There’s been a lot of buzz about EMV payments thanks to the recent liability shift. By now, most retailers are familiar with chip cards and how they affect businesses and customers. However, many are still uncertain about the future of EMV and what‘s in store for the payments industry. While it can be hard to predict exactly where payments are heading with new technology cropping up regularly, EMV is here to stay. Its future, however, looks a bit different than EMV’s current form.
Here’s what you need to know about where EMV is headed and its future as a contactless payment system:
1. There’s more than one way to make an EMV payment.
Chip card transactions can be processed in a few different ways. The “chip only” method, which requires customers to insert their card and allow time for it to process, and the “chip and signature” method are the only methods currently used in the U.S., but down the road, it’s likely we’ll follow the lead of other countries and turn to different methods for increased security and convenience. Here are the four methods for processing a chip card transaction:
“Chip Only” – These transactions require customers to dip their card into the payment terminal and leave it there until it has been processed. While this method is meant for processing smaller transactions, it’s the only method currently used in the U.S.
“Chip and Signature” – These transactions add another layer of security by requiring customers to sign after their chip cards have been processed.
“Chip and PIN” – These transactions are also meant for securing larger purchases. This technique requires customers to enter a PIN before they remove their card from the payment terminal. “Chip and PIN” transactions are already in use in other countries and will likely be implemented in the U.S. down the road.
“Contactless” – As mentioned earlier, the next big step for EMV and payment technology will be contactless chip card payments. In the future, chip cards will be enabled with NFC technology, which will allow customers to make payments by holding their card near an NFC reader and then providing either a signature or a PIN. While “Contactless” payments are an exciting advancement that should make transactions easier than ever, it won’t replace contact EMV payments altogether. Large payments will still be made with contact EMV and it may take a while for stores to upgrade terminals to meet “contactless” payment requirements.
2. EMV contactless payments use NFC technology.
With the EMV liability shift paving the way for NFC technology, the next logical step in the payment space is contactless chip cards. Contactless EMV payments will be processed by placing credit cards in front of an EMV reader at a short range to enable radio frequency communication.

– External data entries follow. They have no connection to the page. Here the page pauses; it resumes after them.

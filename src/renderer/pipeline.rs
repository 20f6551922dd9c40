//! WebGPU render pipeline setup

use wgpu::util::DeviceExt;

use super::vertex::{Vertex, colors};

/// Main render state
pub struct RenderState {
    pub surface: wgpu::Surface<'static>,
    pub device: wgpu::Device,
    pub queue: wgpu::Queue,
    pub config: wgpu::SurfaceConfiguration,
    pub pipeline: wgpu::RenderPipeline,
    pub vertex_buffer: wgpu::Buffer,
    pub vertex_count: u32,
    /// Viewport size in pixels
    pub size: (u32, u32),
}

impl RenderState {
    pub async fn new(
        surface: wgpu::Surface<'static>,
        adapter: &wgpu::Adapter,
        width: u32,
        height: u32,
    ) -> Self {
        let (device, queue) = adapter
            .request_device(&wgpu::DeviceDescriptor {
                label: Some("denizen-atlas-device"),
                required_features: wgpu::Features::empty(),
                required_limits: wgpu::Limits::downlevel_webgl2_defaults(),
                memory_hints: Default::default(),
                trace: Default::default(),
                experimental_features: Default::default(),
            })
            .await
            .expect("Failed to create device");

        let surface_caps = surface.get_capabilities(adapter);
        let surface_format = surface_caps
            .formats
            .iter()
            .find(|f| f.is_srgb())
            .copied()
            .unwrap_or(surface_caps.formats[0]);

        let config = wgpu::SurfaceConfiguration {
            usage: wgpu::TextureUsages::RENDER_ATTACHMENT,
            format: surface_format,
            width,
            height,
            present_mode: wgpu::PresentMode::AutoVsync,
            alpha_mode: surface_caps.alpha_modes[0],
            view_formats: vec![],
            desired_maximum_frame_latency: 2,
        };
        surface.configure(&device, &config);

        // Create shader module
        let shader = device.create_shader_module(wgpu::ShaderModuleDescriptor {
            label: Some("shader"),
            source: wgpu::ShaderSource::Wgsl(include_str!("shader.wgsl").into()),
        });

        // Create pipeline
        let pipeline_layout = device.create_pipeline_layout(&wgpu::PipelineLayoutDescriptor {
            label: Some("pipeline_layout"),
            bind_group_layouts: &[],
            immediate_size: 0,
        });

        let pipeline = device.create_render_pipeline(&wgpu::RenderPipelineDescriptor {
            label: Some("render_pipeline"),
            layout: Some(&pipeline_layout),
            vertex: wgpu::VertexState {
                module: &shader,
                entry_point: Some("vs_main"),
                buffers: &[Vertex::desc()],
                compilation_options: Default::default(),
            },
            fragment: Some(wgpu::FragmentState {
                module: &shader,
                entry_point: Some("fs_main"),
                targets: &[Some(wgpu::ColorTargetState {
                    format: config.format,
                    blend: Some(wgpu::BlendState::ALPHA_BLENDING),
                    write_mask: wgpu::ColorWrites::ALL,
                })],
                compilation_options: Default::default(),
            }),
            primitive: wgpu::PrimitiveState {
                topology: wgpu::PrimitiveTopology::TriangleList,
                strip_index_format: None,
                front_face: wgpu::FrontFace::Ccw,
                cull_mode: None,
                polygon_mode: wgpu::PolygonMode::Fill,
                unclipped_depth: false,
                conservative: false,
            },
            depth_stencil: None,
            multisample: wgpu::MultisampleState::default(),
            multiview_mask: None,
            cache: None,
        });

        // Create initial vertex buffer (will be updated each frame)
        let vertex_buffer = device.create_buffer_init(&wgpu::util::BufferInitDescriptor {
            label: Some("vertex_buffer"),
            contents: bytemuck::cast_slice(&[Vertex::new(0.0, 0.0, [1.0; 4])]),
            usage: wgpu::BufferUsages::VERTEX | wgpu::BufferUsages::COPY_DST,
        });

        Self {
            surface,
            device,
            queue,
            config,
            pipeline,
            vertex_buffer,
            vertex_count: 0,
            size: (width, height),
        }
    }

    /// Only the backing buffer dimensions change on resize; simulation state
    /// is untouched.
    pub fn resize(&mut self, new_width: u32, new_height: u32) {
        if new_width > 0 && new_height > 0 {
            self.size = (new_width, new_height);
            self.config.width = new_width;
            self.config.height = new_height;
            self.surface.configure(&self.device, &self.config);
        }
    }

    /// Convert screen coordinates (pixels, origin top-left) to NDC.
    pub fn screen_to_ndc(&self, x: f32, y: f32) -> (f32, f32) {
        let (w, h) = self.size;
        (x / w as f32 * 2.0 - 1.0, 1.0 - y / h as f32 * 2.0)
    }

    /// Upload a frame's vertices (in screen pixels) and render.
    pub fn render(&mut self, vertices: &[Vertex]) -> Result<(), wgpu::SurfaceError> {
        let ndc_vertices: Vec<Vertex> = vertices
            .iter()
            .map(|v| {
                let (x, y) = self.screen_to_ndc(v.position[0], v.position[1]);
                Vertex::new(x, y, v.color)
            })
            .collect();

        // Recreate buffer if needed (simple approach; could optimize)
        self.vertex_buffer = self
            .device
            .create_buffer_init(&wgpu::util::BufferInitDescriptor {
                label: Some("vertex_buffer"),
                contents: bytemuck::cast_slice(&ndc_vertices),
                usage: wgpu::BufferUsages::VERTEX,
            });
        self.vertex_count = ndc_vertices.len() as u32;

        let output = self.surface.get_current_texture()?;
        let view = output
            .texture
            .create_view(&wgpu::TextureViewDescriptor::default());

        let mut encoder = self
            .device
            .create_command_encoder(&wgpu::CommandEncoderDescriptor {
                label: Some("render_encoder"),
            });

        {
            let bg = colors::BACKGROUND;
            let mut render_pass = encoder.begin_render_pass(&wgpu::RenderPassDescriptor {
                label: Some("render_pass"),
                color_attachments: &[Some(wgpu::RenderPassColorAttachment {
                    view: &view,
                    resolve_target: None,
                    ops: wgpu::Operations {
                        load: wgpu::LoadOp::Clear(wgpu::Color {
                            r: bg[0] as f64,
                            g: bg[1] as f64,
                            b: bg[2] as f64,
                            a: 1.0,
                        }),
                        store: wgpu::StoreOp::Store,
                    },
                    depth_slice: None,
                })],
                depth_stencil_attachment: None,
                timestamp_writes: None,
                occlusion_query_set: None,
                multiview_mask: None,
            });

            render_pass.set_pipeline(&self.pipeline);
            render_pass.set_vertex_buffer(0, self.vertex_buffer.slice(..));
            render_pass.draw(0..self.vertex_count, 0..1);
        }

        self.queue.submit(std::iter::once(encoder.finish()));
        output.present();

        Ok(())
    }
}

This is made possible by using NFC technology, which is the same technology used to process mobile payments from services like Apple Pay and Android Pay. That’s great news for businesses that already accept mobile payments because their terminals won’t require upgrades once the new cards hit the market.
3. EMV contact payments are a stepping stone to contactless payments.
The EMV liability shift has resulted in widespread distribution of chip cards (it’s estimated that 50 percent of all cards in the U.S. will be chip-enabled by the end of 2015) and has encouraged businesses to upgrade payment terminals. While EMV chip cards aren’t the ultimate solution for increased payment security and convenience, it is a necessary stepping stone to bigger and better technology. In many ways, the EMV liability shift has laid the groundwork for widespread NFC payment adoption, which means contactless payments could ultimately become the norm.